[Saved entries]
___
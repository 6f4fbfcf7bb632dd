//! Recording-format hex-dump utility (spec §6: "recording-format
//! hex-dump utility", one of the external collaborators). Bypasses
//! ASTERIX decoding entirely: it only exercises the frame
//! demultiplexer, which is useful to eyeball frame boundaries in a
//! recording before trusting the decoder against it.

use std::io::{self, Write};

use asterix::error::FrameError;
use asterix::frame::RecordingReader;

pub fn run<R: io::Read, W: Write>(reader: &mut RecordingReader<R>, out: &mut W) -> Result<(), FrameError> {
    let mut index = 0usize;
    while let Some(frame) = reader.next_frame()? {
        let mut line = format!("frame {index:06} offset {:08x}", reader.offset());
        if let Some(t) = frame.frame_time_s {
            line.push_str(&format!(" t={t:.3}"));
        }
        if let Some(line_no) = frame.line {
            line.push_str(&format!(" line={line_no}"));
        }
        let _ = writeln!(out, "{line}  {}", hex::encode(&frame.payload));
        index += 1;
    }
    Ok(())
}
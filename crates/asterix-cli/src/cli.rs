//! Command-line surface (spec §6 "External interfaces", CLI surface,
//! an external collaborator specified only at its interface).

use std::path::PathBuf;

use asterix::frame::FrameFormat;
use clap::{ArgGroup, Parser};

/// One `CAT=ORDINAL` override for `--edition`, e.g. `23=1` selects
/// CAT023 edition ordinal 1 (edition 4 in the reference document).
#[derive(Debug, Clone, Copy)]
pub struct EditionOverride {
    pub category: u8,
    pub ordinal: u8,
}

impl std::str::FromStr for EditionOverride {
    type Err = String;

    fn from_str(s: &str) -> Result<Self, Self::Err> {
        let (cat, ordinal) = s
            .split_once('=')
            .ok_or_else(|| format!("expected CAT=ORDINAL, got {s:?}"))?;
        let category = cat
            .trim()
            .parse::<u8>()
            .map_err(|e| format!("invalid category {cat:?}: {e}"))?;
        let ordinal = ordinal
            .trim()
            .parse::<u8>()
            .map_err(|e| format!("invalid edition ordinal {ordinal:?}: {e}"))?;
        Ok(EditionOverride { category, ordinal })
    }
}

/// The data format carried inside each frame's payload. Only `Asx`
/// (plain ASTERIX) is implemented; `Asf`/`Zzz` are named so the CLI
/// rejects them cleanly instead of silently mis-parsing bytes as
/// ASTERIX records.
#[derive(Debug, Clone, Copy, PartialEq, Eq, clap::ValueEnum)]
pub enum DataFormat {
    Asx,
    Asf,
    Zzz,
}

/// Which altitude-bearing items the lister keeps when a record carries
/// both a geometric and a barometric one (CAT021 110/145, CAT062
/// 130/135): the underlying decoder always decodes both when present,
/// this only trims which one reaches the textual listing and the JSON
/// sink.
#[derive(Debug, Clone, Copy, PartialEq, Eq, clap::ValueEnum)]
pub enum AltitudeSelection {
    Geometric,
    Barometric,
    Both,
}

#[derive(Debug, Parser)]
#[command(
    name = "asterix-cli",
    version,
    author,
    about = "Decode and list EUROCONTROL ASTERIX surveillance recordings"
)]
#[command(group(ArgGroup::new("recording_format").args(["ioss", "rff", "net", "rec"])))]
pub struct Options {
    /// Recording to decode
    pub input: PathBuf,

    /// Write the textual listing here instead of stdout
    #[arg(long)]
    pub list: Option<PathBuf>,

    /// Input is IOSS Final Format
    #[arg(long)]
    pub ioss: bool,

    /// Input is RFF (Comsoft style)
    #[arg(long)]
    pub rff: bool,

    /// Input is Netto
    #[arg(long)]
    pub net: bool,

    /// Input is a raw sequence of records (default)
    #[arg(long)]
    pub rec: bool,

    /// Payload data format inside each frame
    #[arg(long, value_enum, default_value = "asx")]
    pub format: DataFormat,

    /// Per-category edition override, repeatable (e.g. `--edition 23=1`)
    #[arg(long = "edition", value_name = "CAT=ORDINAL")]
    pub editions: Vec<EditionOverride>,

    /// Only list these categories (comma-separated)
    #[arg(long, value_delimiter = ',')]
    pub cat: Vec<u8>,

    /// Only list this line/board number
    #[arg(long)]
    pub line: Option<u32>,

    /// Only list records whose SAC/SIC system identification code matches
    #[arg(long)]
    pub sic: Option<u8>,

    /// Which altitude item to keep when a record carries both a
    /// geometric and a barometric one
    #[arg(long, value_enum, default_value = "both")]
    pub altitude: AltitudeSelection,

    /// Skip this many bytes before reading the first frame
    #[arg(long, default_value_t = 0)]
    pub skip: u64,

    /// Stop after this many frames
    #[arg(long)]
    pub frames: Option<u64>,

    /// Stop after this many bytes of input have been consumed
    #[arg(long)]
    pub length: Option<u64>,

    /// Dump recording-format frame boundaries as hex instead of decoding
    #[arg(long)]
    pub hexdump: bool,

    /// Also write one JSON object per record to this path
    #[arg(long)]
    pub json: Option<PathBuf>,

    /// Abort on the first decode error instead of skipping and continuing
    #[arg(long)]
    pub strict: bool,

    /// Increase log verbosity (-v, -vv)
    #[arg(short, long, action = clap::ArgAction::Count)]
    pub verbose: u8,
}

impl Options {
    pub fn frame_format(&self) -> FrameFormat {
        if self.ioss {
            FrameFormat::Ioss
        } else if self.rff {
            FrameFormat::Rff
        } else if self.net {
            FrameFormat::Netto
        } else {
            FrameFormat::SequenceOfRecords
        }
    }
}
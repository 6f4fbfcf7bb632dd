//! CAT034 "Radar Service Message" output record, grounded on
//! `astx_034.cpp`'s UAP (items 000/010/020/030/041/050/060/070/100/110/120).

use serde::Serialize;

#[derive(Debug, Clone, Copy, PartialEq, Eq, Serialize)]
#[serde(rename_all = "snake_case")]
pub enum MessageType {
    NorthMarker,
    SectorCrossing,
    GeographicalFiltering,
    Jamming,
    Unknown(u8),
}

impl Default for MessageType {
    fn default() -> Self {
        MessageType::Unknown(0)
    }
}

#[derive(Debug, Clone, Default, Serialize)]
pub struct Service034 {
    pub message_type: MessageType,
    pub sac: Option<u8>,
    pub sic: Option<u8>,
    pub time_of_day_s: Option<f64>,
    pub antenna_azimuth_rad: Option<f64>,
    pub antenna_rotation_period_s: Option<f64>,
    pub station_configuration_status: Option<u16>,
    pub station_processing_mode: Option<u16>,
}
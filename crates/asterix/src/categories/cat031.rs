//! CAT031 "General Status Messages of an ASTERIX Sensor Proxy", grounded
//! on `astx_031.cpp` (`M_MAX_FRN=10`, `M_MAX_FSPEC_LENGTH=2`, no REF/SPF
//! in the standard UAP). Items 060 and 080 preserve the source's
//! bit-shifted bias/gain extraction verbatim (spec §9 open question):
//! the sign bit and mantissa are pulled from different nibble
//! boundaries than a literal reading of the reference document would
//! suggest, and both items share the identical layout.

use crate::context::DecodingContext;
use crate::descriptor::DataItemDescriptor;
use crate::error::ItemError;
use crate::output::sensor031::Sensor031;
use crate::output::ItemValue;
use crate::primitives::{make_si16, make_si32, make_ui16, make_ui24};
use crate::time::tod_to_seconds;
use crate::uap::{Uap, UapSlot};

const NM_TO_M: f64 = 1852.0;
const DEG_TO_RAD: f64 = std::f64::consts::PI / 180.0;

fn item_010(bytes: &[u8], _ctx: &mut DecodingContext<'_>) -> Result<ItemValue, ItemError> {
    Ok(ItemValue::Map(vec![
        ("sac", ItemValue::U64(bytes[0] as u64)),
        ("sic", ItemValue::U64(bytes[1] as u64)),
    ]))
}

fn item_015(bytes: &[u8], _ctx: &mut DecodingContext<'_>) -> Result<ItemValue, ItemError> {
    Ok(ItemValue::U64(make_ui16(bytes) as u64))
}

fn item_020(bytes: &[u8], ctx: &mut DecodingContext<'_>) -> Result<ItemValue, ItemError> {
    let wire = make_ui24(bytes);
    let seconds = tod_to_seconds(wire);
    ctx.frame.observe_time_of_day(seconds);
    Ok(ItemValue::F64(seconds))
}

fn item_030(bytes: &[u8], _ctx: &mut DecodingContext<'_>) -> Result<ItemValue, ItemError> {
    Ok(ItemValue::Map(vec![
        ("sac", ItemValue::U64(bytes[0] as u64)),
        ("sic", ItemValue::U64(bytes[1] as u64)),
    ]))
}

fn item_040(bytes: &[u8], _ctx: &mut DecodingContext<'_>) -> Result<ItemValue, ItemError> {
    Ok(ItemValue::U64(((bytes[0] >> 5) & 0x07) as u64))
}

fn item_050(bytes: &[u8], _ctx: &mut DecodingContext<'_>) -> Result<ItemValue, ItemError> {
    let bias = make_si16(bytes);
    Ok(ItemValue::F64(0.001 * bias as f64))
}

/// Combined SSR/PSR range bias/gain (items 060, 080): identical bit
/// layout in both. `df1` bits 0-5 plus `df2`'s top nibble form a signed
/// bias shifted right 4 bits; `df2`'s low nibble (sign-extended from bit
/// 3) plus `df3`/`df4` form a signed 24-bit gain mantissa.
fn range_bias_gain(bytes: &[u8]) -> (f64, f64) {
    let (df1, df2, df3, df4) = (bytes[0], bytes[1], bytes[2], bytes[3]);
    let mut bias = make_si16(&[df1 & 0x3f, df2 & 0xf0]);
    if df1 & 0x40 != 0 {
        bias |= 0xc000u16 as i16;
    }
    bias >>= 4;
    let gain = if df2 & 0x08 != 0 {
        make_si32(&[0xff, df2 | 0xf0, df3, df4])
    } else {
        make_si32(&[0x00, df2 & 0x0f, df3, df4])
    };
    ((NM_TO_M / 128.0) * bias as f64, 0.000_001 * gain as f64)
}

fn item_060(bytes: &[u8], _ctx: &mut DecodingContext<'_>) -> Result<ItemValue, ItemError> {
    let (bias_m, gain) = range_bias_gain(bytes);
    Ok(ItemValue::Map(vec![
        ("bias_m", ItemValue::F64(bias_m)),
        ("gain", ItemValue::F64(gain)),
    ]))
}

fn item_080(bytes: &[u8], _ctx: &mut DecodingContext<'_>) -> Result<ItemValue, ItemError> {
    let (bias_m, gain) = range_bias_gain(bytes);
    Ok(ItemValue::Map(vec![
        ("bias_m", ItemValue::F64(bias_m)),
        ("gain", ItemValue::F64(gain)),
    ]))
}

fn azimuth_bias_rad(bytes: &[u8]) -> f64 {
    let bias = make_si16(bytes);
    (360.0 / 65536.0) * bias as f64 * DEG_TO_RAD
}

fn item_070(bytes: &[u8], _ctx: &mut DecodingContext<'_>) -> Result<ItemValue, ItemError> {
    Ok(ItemValue::F64(azimuth_bias_rad(bytes)))
}

fn item_090(bytes: &[u8], _ctx: &mut DecodingContext<'_>) -> Result<ItemValue, ItemError> {
    Ok(ItemValue::F64(azimuth_bias_rad(bytes)))
}

pub static UAP: Uap = Uap {
    category: 31,
    fspec_max: 2,
    slots: &[
        UapSlot::Item(DataItemDescriptor::Fixed { name: "i031_010", size: 2, decode: item_010 }),
        UapSlot::Item(DataItemDescriptor::Fixed { name: "i031_015", size: 2, decode: item_015 }),
        UapSlot::Item(DataItemDescriptor::Fixed { name: "i031_020", size: 3, decode: item_020 }),
        UapSlot::Item(DataItemDescriptor::Fixed { name: "i031_030", size: 2, decode: item_030 }),
        UapSlot::Item(DataItemDescriptor::Fixed { name: "i031_040", size: 1, decode: item_040 }),
        UapSlot::Item(DataItemDescriptor::Fixed { name: "i031_050", size: 2, decode: item_050 }),
        UapSlot::Item(DataItemDescriptor::Fixed { name: "i031_060", size: 4, decode: item_060 }),
        UapSlot::Item(DataItemDescriptor::Fixed { name: "i031_070", size: 2, decode: item_070 }),
        UapSlot::Item(DataItemDescriptor::Fixed { name: "i031_080", size: 4, decode: item_080 }),
        UapSlot::Item(DataItemDescriptor::Fixed { name: "i031_090", size: 2, decode: item_090 }),
    ],
};

pub fn assemble(items: &[(&'static str, ItemValue)]) -> Sensor031 {
    let mut out = Sensor031::default();
    for (name, value) in items {
        match *name {
            "i031_010" => {
                out.sac = value.field("sac").and_then(ItemValue::as_i64).map(|v| v as u8);
                out.sic = value.field("sic").and_then(ItemValue::as_i64).map(|v| v as u8);
            }
            "i031_015" => out.user_number = value.as_u64().map(|v| v as u16),
            "i031_020" => out.time_of_day_s = value.as_f64(),
            "i031_030" => {
                out.sensor_sac = value.field("sac").and_then(ItemValue::as_i64).map(|v| v as u8);
                out.sensor_sic = value.field("sic").and_then(ItemValue::as_i64).map(|v| v as u8);
            }
            "i031_040" => out.connection_status = value.as_u64().map(|v| v as u8),
            "i031_050" => out.time_stamping_bias_s = value.as_f64(),
            "i031_060" => {
                out.ssr_range_bias_m = value.field("bias_m").and_then(ItemValue::as_f64);
                out.ssr_range_gain = value.field("gain").and_then(ItemValue::as_f64);
            }
            "i031_070" => out.ssr_azimuth_bias_rad = value.as_f64(),
            "i031_080" => {
                out.psr_range_bias_m = value.field("bias_m").and_then(ItemValue::as_f64);
                out.psr_range_gain = value.field("gain").and_then(ItemValue::as_f64);
            }
            "i031_090" => out.psr_azimuth_bias_rad = value.as_f64(),
            _ => {}
        }
    }
    out
}

#[cfg(test)]
mod tests {
    use super::*;
    use crate::config::EditionConfig;
    use crate::context::FrameState;
    use crate::record::decode_record;

    #[test]
    fn decodes_sensor_identity_and_connection_status() {
        // FSPEC: FRN1 (010) + FRN4 (030) + FRN5 (040).
        let fspec = 0b1001_1000u8;
        let mut bytes = vec![fspec];
        bytes.extend_from_slice(&[0x01, 0x02]); // sac/sic
        bytes.extend_from_slice(&[0x03, 0x04]); // sensor sac/sic
        bytes.push(0x40); // connection_status = 2

        let editions = EditionConfig::latest();
        let mut frame = FrameState::default();
        let mut ctx = DecodingContext::new(&editions, &mut frame);
        let record = decode_record(&bytes, &UAP, &mut ctx).unwrap();
        match record.kind {
            crate::output::RecordKind::Sensor031(s) => {
                assert_eq!(s.sac, Some(1));
                assert_eq!(s.sensor_sac, Some(3));
                assert_eq!(s.connection_status, Some(2));
            }
            other => panic!("expected Sensor031, got {other:?}"),
        }
    }

    #[test]
    fn range_bias_gain_matches_bit_shifted_formula() {
        // df1=0x00, df2=0x10 (gain sign bit clear), df3=df4=0x00:
        // bias = make_si16(0x00, 0x10) >> 4 = 0x0010 >> 4 = 1
        // gain = make_si32(0x00, 0x00, 0x00, 0x00) = 0
        let (bias_m, gain) = range_bias_gain(&[0x00, 0x10, 0x00, 0x00]);
        assert_eq!(bias_m, (NM_TO_M / 128.0) * 1.0);
        assert_eq!(gain, 0.0);
    }
}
___
Please return exactly the lines from the opening line of the data above through the line with "use asterix::error::FrameError;", both included and nothing else.

repository 6f4fbfcf7bb632dd
//! Recording-format hex-dump utility (spec §6: "recording-format
//! hex-dump utility", one of the external collaborators). Bypasses
//! ASTERIX decoding entirely: it only exercises the frame
//! demultiplexer, which is useful to eyeball frame boundaries in a
//! recording before trusting the decoder against it.

use std::io::{self, Write};

use asterix::error::FrameError;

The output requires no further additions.